Ici, ce n’est pas vraiment le cas, même si l’entrée dans ce livre se fait au travers d’une mode vivace en Suède, » le raggare « , cette culture alternative qui consiste à se passionner pour les signes extérieurs de l’existence américaine des années 50, les voitures et la musique.
Mais l’important n’est pas là dans le scénario de Sylvain Runberg que Philippe Berthet met en scène.
Nous nous trouvons, cette fois, dans une vraie intrigue policière, à la britannique, avec des fausses pistes, et vécue dans un environnement auquel Berthet n’était pas habitué. La Suède, un commissariat, des flics en uniforme comme personnages principaux, la disparition d’un jeune homme, et l’enquête qui s’ensuit, voilà la trame narrative de cet album.
Un scénario dans lequel les personnages ont tous, même les » secondaires « , une vérité, une présence solide, tant au niveau du scénario que du dessin. Un scénario qui met en évidence également la Suède, un pays que Sylvain Runberg connaît extraordinairement bien. Ces deux axes de son scénario réussissent, ici, à renouveler la manière dont Berthet raconte une histoire, et la réussite est au rendez-vous !
La présence de Sylvain Runberg aux commandes du scénario amène le dessinateur, Philippe Berthet, à affiner, en quelque sorte, son classicisme naturel. A abandonner, entre autres, les décors dans lesquels il se sentait comme chez lui, pour en découvrir d’autres, ceux des grands espaces lumineux de la Suède, ceux de certains intérieurs où faire vivre ses personnages. Et il le fait avec un sens de l’observation graphique qui me semble, dans cet album-ci, plus présent et plus puissant encore que dans ses livres précédents.
Le décor, ici, très peu urbain, occupe vraiment une place essentielle. Et les couleurs de Dominique David, complice depuis bien longtemps de Berthet, sont différentes, elles aussi, de ce qu’elles sont d’habitude. Je dirais qu’il y a une sorte de sérénité dans la plupart des planches, tout en gardant un côté plus sombre, plus envoûtant, dans les vignettes qui s’enfoncent, elles, dans l’horreur de l’enquête policière.
Le total nous offre un livre qui, pour classique qu’il puisse avoir l’air d’être, n’en est pas moins assez neuf dans la carrière et l’œuvre de Berthet. Un livre qui est la promesse que nous fait cet auteur important de la bd de nous étonner, encore, et encore !

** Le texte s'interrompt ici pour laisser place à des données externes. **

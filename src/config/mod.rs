//! Project configuration for `hmr.toml`.
//!
//! # Module Structure
//!
//! ```text
//! config/
//! ├── section/       # Configuration section definitions
//! │   ├── hmr        # [hmr]
//! │   └── serve      # [serve]
//! ├── error          # ConfigError, ConfigDiagnostics
//! ├── util           # Config file discovery
//! └── mod.rs         # HmrConfig (this file)
//! ```
//!
//! # Sections
//!
//! | Section   | Purpose                                            |
//! |-----------|----------------------------------------------------|
//! | `[hmr]`   | State preservation, error policy, timing, boundaries |
//! | `[serve]` | WebSocket server (interface, port), watch, manifest |
//!
//! The config file is optional: without one, defaults apply and the
//! current directory is the project root.

mod error;
pub mod section;
mod util;

pub use error::{ConfigDiagnostic, ConfigDiagnostics, ConfigError};
pub use section::{HmrSection, MAX_BATCH_WINDOW, ServeSection};

use std::fs;
use std::path::{Path, PathBuf};

use anyhow::{Context, Result};
use serde::{Deserialize, Serialize};

use crate::cli::{Cli, Commands};
use crate::hmr::HmrOptions;
use crate::log;
use util::find_config_file;

// ============================================================================
// root configuration
// ============================================================================

/// Root configuration structure representing hmr.toml
#[derive(Debug, Clone, Default, Serialize, Deserialize)]
pub struct HmrConfig {
    /// Absolute path to the config file, empty when none was found
    #[serde(skip)]
    pub config_path: PathBuf,

    /// Project root directory - parent of config file
    #[serde(skip)]
    pub root: PathBuf,

    /// Update engine settings
    #[serde(default)]
    pub hmr: HmrSection,

    /// Development server settings
    #[serde(default)]
    pub serve: ServeSection,
}

impl HmrConfig {
    /// Load configuration for the parsed command line.
    ///
    /// Searches upward from cwd for the config file; falls back to defaults
    /// rooted at cwd when none exists.
    pub fn load(cli: &Cli) -> Result<Self> {
        let cwd = std::env::current_dir().context("Failed to get current working directory")?;

        let mut config = match find_config_file(&cli.config, &cwd) {
            Some(path) => {
                let mut config = Self::from_path(&path)?;
                config.config_path = path;
                config
            }
            None => {
                crate::debug!("config"; "{} not found, using defaults", cli.config.display());
                Self::default()
            }
        };

        config.finalize(cli, &cwd);
        config.validate()?;
        Ok(config)
    }

    /// Resolve the root, apply CLI overrides and absolutize paths.
    fn finalize(&mut self, cli: &Cli, cwd: &Path) {
        self.root = self
            .config_path
            .parent()
            .map(Path::to_path_buf)
            .unwrap_or_else(|| cwd.to_path_buf());

        if let Commands::Serve { interface, port } = &cli.command {
            Self::update_option(&mut self.serve.interface, interface.as_ref());
            Self::update_option(&mut self.serve.port, port.as_ref());
        }

        let root = self.root.clone();
        self.serve.manifest = root.join(&self.serve.manifest);
        for dir in &mut self.serve.watch {
            *dir = root.join(&*dir);
        }
    }

    /// Update config option if CLI value is provided.
    fn update_option<T: Clone>(config_option: &mut T, cli_option: Option<&T>) {
        if let Some(option) = cli_option {
            *config_option = option.clone();
        }
    }

    /// Parse configuration from TOML string
    pub fn from_str(content: &str) -> Result<Self, ConfigError> {
        Ok(toml::from_str(content)?)
    }

    /// Load configuration from file path with unknown field detection.
    fn from_path(path: &Path) -> Result<Self, ConfigError> {
        let content =
            fs::read_to_string(path).map_err(|err| ConfigError::Io(path.to_path_buf(), err))?;

        let (config, ignored) = Self::parse_with_ignored(&content)?;
        if !ignored.is_empty() {
            Self::print_unknown_fields_warning(&ignored, path);
        }
        Ok(config)
    }

    /// Parse TOML content, collecting any unknown fields.
    fn parse_with_ignored(content: &str) -> Result<(Self, Vec<String>), ConfigError> {
        let mut ignored = Vec::new();
        let deserializer = toml::Deserializer::new(content);
        let config = serde_ignored::deserialize(deserializer, |path: serde_ignored::Path| {
            ignored.push(path.to_string());
        })?;
        Ok((config, ignored))
    }

    fn print_unknown_fields_warning(fields: &[String], path: &Path) {
        let display_path = path
            .file_name()
            .map(|n| n.to_string_lossy())
            .unwrap_or_else(|| path.to_string_lossy());
        log!("warning"; "unknown fields in {}, ignoring:", display_path);
        for field in fields {
            eprintln!("- {}", field);
        }
    }

    /// Validate every section, reporting all errors at once.
    pub fn validate(&self) -> Result<(), ConfigError> {
        let mut diag = ConfigDiagnostics::new();
        self.hmr.validate(&mut diag);
        self.serve.validate(&mut diag);
        diag.into_result().map_err(ConfigError::Diagnostics)
    }

    /// Engine options described by the `[hmr]` section.
    pub fn engine_options(&self) -> HmrOptions {
        HmrOptions::from_config(&self.hmr)
    }

    pub fn get_root(&self) -> &Path {
        &self.root
    }

    /// Join a path with the root directory.
    pub fn root_join(&self, path: impl AsRef<Path>) -> PathBuf {
        self.root.join(path)
    }

    /// Get path relative to the project root
    pub fn root_relative(&self, path: impl AsRef<Path>) -> PathBuf {
        path.as_ref()
            .strip_prefix(&self.root)
            .map(Path::to_path_buf)
            .unwrap_or_else(|_| path.as_ref().to_path_buf())
    }
}

// ============================================================================
// Test Helpers (available to all modules via `use crate::config::test_*`)
// ============================================================================

/// Parse config, panicking on unknown fields (to catch typos in tests).
#[cfg(test)]
pub fn test_parse_config(content: &str) -> HmrConfig {
    let (parsed, ignored) = HmrConfig::parse_with_ignored(content).unwrap();
    assert!(
        ignored.is_empty(),
        "test config has unknown fields: {:?}",
        ignored
    );
    parsed
}

// ============================================================================
// tests
// ============================================================================
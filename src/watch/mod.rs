//! File watcher
//!
//! Watches the source directories and the manifest, and hands debounced
//! batches of changes to the serve loop.
//!
//! ```text
//! notify ──> Debouncer (50 ms, dedup per path) ──> Vec<FileChange> ──> serve loop
//! ```

mod debouncer;
mod roots;

use std::path::PathBuf;

use notify::{RecommendedWatcher, RecursiveMode};
use tokio::sync::mpsc;

use debouncer::Debouncer;
use roots::WatchRoots;

/// What happened to a file
#[derive(Debug, Clone, Copy, PartialEq, Eq)]
pub enum ChangeKind {
    Created,
    Modified,
    Removed,
}

impl ChangeKind {
    pub fn label(self) -> &'static str {
        match self {
            Self::Created => "created",
            Self::Modified => "modified",
            Self::Removed => "removed",
        }
    }
}

/// One debounced change.
#[derive(Debug, Clone, PartialEq, Eq)]
pub struct FileChange {
    pub path: PathBuf,
    pub kind: ChangeKind,
}

/// Debounced watcher over a set of roots.
pub struct FileWatcher {
    /// Channel to receive notify events (sync -> async bridge)
    notify_rx: std::sync::mpsc::Receiver<notify::Result<notify::Event>>,
    /// Watcher handle (must be kept alive)
    watcher: RecommendedWatcher,
    roots: WatchRoots,
    debouncer: Debouncer,
}

impl FileWatcher {
    /// Start watching `dirs` recursively and `files` through their parent
    /// directory. Events buffer until [`run`](Self::run) is called.
    pub fn new(dirs: Vec<PathBuf>, files: Vec<PathBuf>) -> notify::Result<Self> {
        let (notify_tx, notify_rx) = std::sync::mpsc::channel();
        let mut watcher = notify::recommended_watcher(move |res| {
            let _ = notify_tx.send(res);
        })?;

        let mut targets: Vec<_> = dirs
            .into_iter()
            .map(|dir| (dir, RecursiveMode::Recursive))
            .collect();
        // Watch the directory, not the file: writers often replace the file
        for file in files {
            if let Some(parent) = file.parent() {
                targets.push((parent.to_path_buf(), RecursiveMode::NonRecursive));
            }
        }

        let mut roots = WatchRoots::new(targets);
        roots.attach_existing(&mut watcher)?;

        Ok(Self {
            notify_rx,
            watcher,
            roots,
            debouncer: Debouncer::new(),
        })
    }

    /// Forward debounced batches to `tx` until the receiver is dropped.
    pub async fn run(self, tx: mpsc::Sender<Vec<FileChange>>) {
        let notify_rx = self.notify_rx;
        let mut debouncer = self.debouncer;
        let mut watcher = self.watcher;
        let mut roots = self.roots;

        let (async_tx, mut async_rx) = mpsc::channel::<notify::Event>(64);

        std::thread::spawn(move || {
            while let Ok(result) = notify_rx.recv() {
                match result {
                    Ok(event) => {
                        if async_tx.blocking_send(event).is_err() {
                            break;
                        }
                    }
                    Err(e) => crate::log!("watch"; "notify error: {}", e),
                }
            }
        });

        loop {
            tokio::select! {
                biased;
                event = async_rx.recv() => match event {
                    Some(event) => debouncer.add_event(&event),
                    None => break,
                },
                _ = tokio::time::sleep(debouncer.sleep_duration()) => {
                    roots.maintain(&mut watcher);
                    if let Some(changes) = debouncer.take_if_ready()
                        && tx.send(changes).await.is_err()
                    {
                        break;
                    }
                }
            }
        }
    }
}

Philippe Berthet: le classicisme
Philippe Berthet: le décor et les couleurs
J’ai toujours aimé le travail de Philippe Berthet, pour l’ambiance qu’il réussit, avec un dessin sans fioritures, à créer de bout en bout de ses livres.
Ce qu’il réalise dans cette collection » Ligne Noire » est fait de variété, par la multiplicité des scénaristes, par le plaisir qu’il prend, aussi, à accepter de changer ses axes de narration.
Un livre donc, vous l’aurez compris, qui aura sa place dans votre bibliothèque !…
Jacques Schraûwen
Motorcity (dessin : Philippe Berthet – scénario : Sylvain Runberg – couleurs : Dominique David – éditeur : Dargaud)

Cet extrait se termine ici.